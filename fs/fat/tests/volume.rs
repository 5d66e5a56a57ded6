// Copyright 2024 Kevin Ludwig
//
// Licensed under the Apache License, Version 2.0 (the "License");
// you may not use this file except in compliance with the License.
// You may obtain a copy of the License at
//
//     http://www.apache.org/licenses/LICENSE-2.0
//
// Unless required by applicable law or agreed to in writing, software
// distributed under the License is distributed on an "AS IS" BASIS,
// WITHOUT WARRANTIES OR CONDITIONS OF ANY KIND, either express or implied.
// See the License for the specific language governing permissions and
// limitations under the License.

use std::sync::Arc;

use tapir_ds::DeviceDriver;
use tapir_ds_ram::RamDisk;
use tapir_fs::{
    clock::{DateTime, FixedClock},
    vol::{AccessMode, FormatParams, FsType},
    Config, DevError, Error, FileSystem, VolError,
};

fn now() -> DateTime {
    DateTime { year: 2024, month: 3, day: 9, hour: 10, minute: 30, second: 24 }
}

fn new_fs() -> FileSystem {
    let fs = FileSystem::new(Config::default(), Box::new(FixedClock(now()))).unwrap();
    fs.register_fs(tapir_fs_fat::driver()).unwrap();
    fs
}

fn setup(
    sectors: u64,
    params: &FormatParams,
    mode: AccessMode,
    journaled: bool,
) -> (FileSystem, Arc<RamDisk>, String) {
    let fs = new_fs();
    let disk = Arc::new(RamDisk::new(0, 512, sectors));
    let name = fs.device_add(disk.clone(), 0).unwrap();
    fs.format(&name, 0, params).unwrap();
    let vol = fs.mount(&name, 0, mode, journaled).unwrap();
    (fs, disk, vol)
}

#[test]
fn format_and_mount_fat16() {
    let params = FormatParams {
        fs_type: Some(FsType::Fat16),
        sec_per_clus: Some(4),
        ..Default::default()
    };
    let (fs, _, vol) = setup(131_072, &params, AccessMode::ReadWrite, false);

    // A fresh volume holds exactly the root directory.
    let dir = fs.dir_open(&format!("{vol}/")).unwrap();
    assert!(fs.dir_read(dir).unwrap().is_none());
    fs.dir_close(dir).unwrap();

    let usage = fs.vol_query(&vol).unwrap();
    assert_eq!(usage.total_sectors, 131_072);
    assert_eq!(usage.cluster_sectors, 4);
    assert_eq!(usage.used_sectors, 0);
    assert_eq!(usage.bad_sectors, 0);
    assert!(usage.free_sectors > 0);
}

#[test]
fn fresh_format_and_create() {
    // 64 MiB, FAT16, four sectors per cluster.
    let params = FormatParams {
        fs_type: Some(FsType::Fat16),
        sec_per_clus: Some(4),
        ..Default::default()
    };
    let (fs, disk, vol) = setup(131_072, &params, AccessMode::ReadWrite, false);
    let path = format!("{vol}/hello.txt");

    let handle = fs.file_open(&path, "w").unwrap();
    assert_eq!(fs.file_write(handle, b"Hello").unwrap(), 5);
    fs.file_close(handle).unwrap();

    fs.unmount(&vol).unwrap();
    let vol = fs.mount(&vol, 0, AccessMode::ReadWrite, false).unwrap();

    let handle = fs.file_open(&path, "r").unwrap();
    let mut buf = [0u8; 16];
    assert_eq!(fs.file_read(handle, &mut buf).unwrap(), 5);
    assert_eq!(&buf[..5], b"Hello");
    let info = fs.file_query(handle).unwrap();
    assert_eq!(info.size, 5);
    assert!(info.eof);
    fs.file_close(handle).unwrap();

    // The single-cluster chain terminates in end-of-chain on disk.
    let first_cluster = fs.entry_query(&path).unwrap().first_cluster;
    assert!(first_cluster >= 2);
    let off = first_cluster as usize * 2;
    let mut sector = [0u8; 512];
    disk.read(0, 1 + (off / 512) as u64, 1, &mut sector).unwrap();
    let entry = u16::from_le_bytes([sector[off % 512], sector[off % 512 + 1]]);
    assert!(entry >= 0xFFF8);
}

#[test]
fn free_count_tracks_allocation() {
    let params = FormatParams {
        fs_type: Some(FsType::Fat16),
        sec_per_clus: Some(4),
        ..Default::default()
    };
    let (fs, _, vol) = setup(131_072, &params, AccessMode::ReadWrite, false);
    let free_before = fs.vol_query(&vol).unwrap().free_sectors;

    let handle = fs.file_open(&format!("{vol}/five.bin"), "w").unwrap();
    fs.file_write(handle, &[1u8; 5]).unwrap();
    fs.file_close(handle).unwrap();

    let usage = fs.vol_query(&vol).unwrap();
    assert_eq!(usage.free_sectors, free_before - 4);
    assert_eq!(usage.used_sectors, 4);

    fs.entry_delete(&format!("{vol}/five.bin"), tapir_fs::entry::TypeMask::File).unwrap();
    assert_eq!(fs.vol_query(&vol).unwrap().free_sectors, free_before);
}

#[test]
fn label_roundtrip() {
    let (fs, _, vol) = setup(8192, &FormatParams::default(), AccessMode::ReadWrite, false);
    assert_eq!(fs.label_get(&vol).unwrap(), "NO NAME");
    fs.label_set(&vol, "myvol").unwrap();
    assert_eq!(fs.label_get(&vol).unwrap(), "MYVOL");
    assert!(matches!(
        fs.label_set(&vol, "way too long label"),
        Err(Error::Vol(VolError::LabelInvalid))
    ));

    fs.unmount(&vol).unwrap();
    let vol = fs.mount(&vol, 0, AccessMode::ReadWrite, false).unwrap();
    assert_eq!(fs.label_get(&vol).unwrap(), "MYVOL");
}

#[test]
fn read_only_mount_refuses_writes() {
    let (fs, _, vol) = setup(8192, &FormatParams::default(), AccessMode::ReadWrite, false);
    let handle = fs.file_open(&format!("{vol}/data"), "w").unwrap();
    fs.file_write(handle, &[0u8; 32]).unwrap();
    fs.file_close(handle).unwrap();
    fs.unmount(&vol).unwrap();

    let vol = fs.mount(&vol, 0, AccessMode::ReadOnly, false).unwrap();
    assert!(matches!(
        fs.file_open(&format!("{vol}/data"), "w"),
        Err(Error::Vol(VolError::InvalidOp))
    ));
    assert!(matches!(
        fs.entry_create(&format!("{vol}/new"), tapir_fs::entry::EntryKind::File, false),
        Err(Error::Vol(VolError::InvalidOp))
    ));
    // Reading still works.
    let handle = fs.file_open(&format!("{vol}/data"), "r").unwrap();
    let mut buf = [0u8; 32];
    assert_eq!(fs.file_read(handle, &mut buf).unwrap(), 32);
    fs.file_close(handle).unwrap();
}

#[test]
fn write_protected_device_refuses_rdwr_mount() {
    let fs = new_fs();
    let disk = Arc::new(RamDisk::new(0, 512, 8192));
    let name = fs.device_add(disk.clone(), 0).unwrap();
    fs.format(&name, 0, &FormatParams::default()).unwrap();
    disk.set_write_protected(true);
    assert!(matches!(
        fs.mount(&name, 0, AccessMode::ReadWrite, false),
        Err(Error::Dev(DevError::WriteProtected))
    ));
    fs.mount(&name, 0, AccessMode::ReadOnly, false).unwrap();
}

#[test]
fn unmount_refuses_open_handles() {
    let (fs, _, vol) = setup(8192, &FormatParams::default(), AccessMode::ReadWrite, false);
    let handle = fs.file_open(&format!("{vol}/open.bin"), "w").unwrap();
    assert!(matches!(fs.unmount(&vol), Err(Error::Vol(VolError::FilesOpen))));
    fs.file_close(handle).unwrap();

    let dir = fs.dir_open(&format!("{vol}/")).unwrap();
    assert!(matches!(fs.unmount(&vol), Err(Error::Vol(VolError::DirsOpen))));
    fs.dir_close(dir).unwrap();
    fs.unmount(&vol).unwrap();
}

#[test]
fn mount_rejects_garbage() {
    let fs = new_fs();
    let disk = Arc::new(RamDisk::new(0, 512, 1024));
    let name = fs.device_add(disk, 0).unwrap();
    assert!(matches!(
        fs.mount(&name, 0, AccessMode::ReadWrite, false),
        Err(Error::Vol(VolError::InvalidSys))
    ));
}

#[test]
fn fat12_and_fat32_volumes_operate() {
    // FAT12: floppy-sized.
    let (fs, _, vol) = setup(2880, &FormatParams::default(), AccessMode::ReadWrite, false);
    let handle = fs.file_open(&format!("{vol}/floppy.txt"), "w+").unwrap();
    fs.file_write(handle, &[0xAB; 1500]).unwrap();
    fs.file_seek(handle, 0, tapir_fs::file::Origin::Start).unwrap();
    let mut buf = vec![0u8; 1500];
    assert_eq!(fs.file_read(handle, &mut buf).unwrap(), 1500);
    assert!(buf.iter().all(|&byte| byte == 0xAB));
    fs.file_close(handle).unwrap();

    // FAT32: past the FAT16 cluster threshold.
    let params = FormatParams {
        fs_type: Some(FsType::Fat32),
        sec_per_clus: Some(1),
        ..Default::default()
    };
    let (fs, _, vol) = setup(70_000, &params, AccessMode::ReadWrite, false);
    fs.entry_create(&format!("{vol}/nest"), tapir_fs::entry::EntryKind::Dir, false).unwrap();
    let handle = fs.file_open(&format!("{vol}/nest/deep.bin"), "w").unwrap();
    fs.file_write(handle, &[0x5A; 4096]).unwrap();
    fs.file_close(handle).unwrap();
    fs.unmount(&vol).unwrap();
    let vol = fs.mount(&vol, 0, AccessMode::ReadWrite, false).unwrap();
    let info = fs.entry_query(&format!("{vol}/nest/deep.bin")).unwrap();
    assert_eq!(info.size, 4096);
}

#[test]
fn journaled_volume_survives_remount() {
    let (fs, _, vol) = setup(16_384, &FormatParams::default(), AccessMode::ReadWrite, true);

    // The journal lives as a hidden file in the root directory.
    let info = fs.entry_query(&format!("{vol}/{}", tapir_fs_fat::JOURNAL_NAME)).unwrap();
    assert_eq!(info.size, tapir_fs_fat::JOURNAL_BYTES);

    // It cannot be deleted while journaling is active.
    assert!(fs
        .entry_delete(
            &format!("{vol}/{}", tapir_fs_fat::JOURNAL_NAME),
            tapir_fs::entry::TypeMask::Any
        )
        .is_err());

    let handle = fs.file_open(&format!("{vol}/logged.txt"), "w").unwrap();
    fs.file_write(handle, b"journaled write").unwrap();
    fs.file_close(handle).unwrap();
    fs.entry_create(&format!("{vol}/logged-dir"), tapir_fs::entry::EntryKind::Dir, false)
        .unwrap();

    fs.unmount(&vol).unwrap();
    let vol = fs.mount(&vol, 0, AccessMode::ReadWrite, true).unwrap();
    assert_eq!(fs.entry_query(&format!("{vol}/logged.txt")).unwrap().size, 15);
    assert!(fs.entry_query(&format!("{vol}/logged-dir")).unwrap().is_dir());

    fs.journal_stop(&vol).unwrap();
    fs.journal_start(&vol).unwrap();
    fs.unmount(&vol).unwrap();
}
☆ ☆ ☆ ☆ ☆ ☆ ☆
__Assignment__:
Examine the data above and state how many of its lines contain the word "setup", with no further remarks.

__Output below__:
10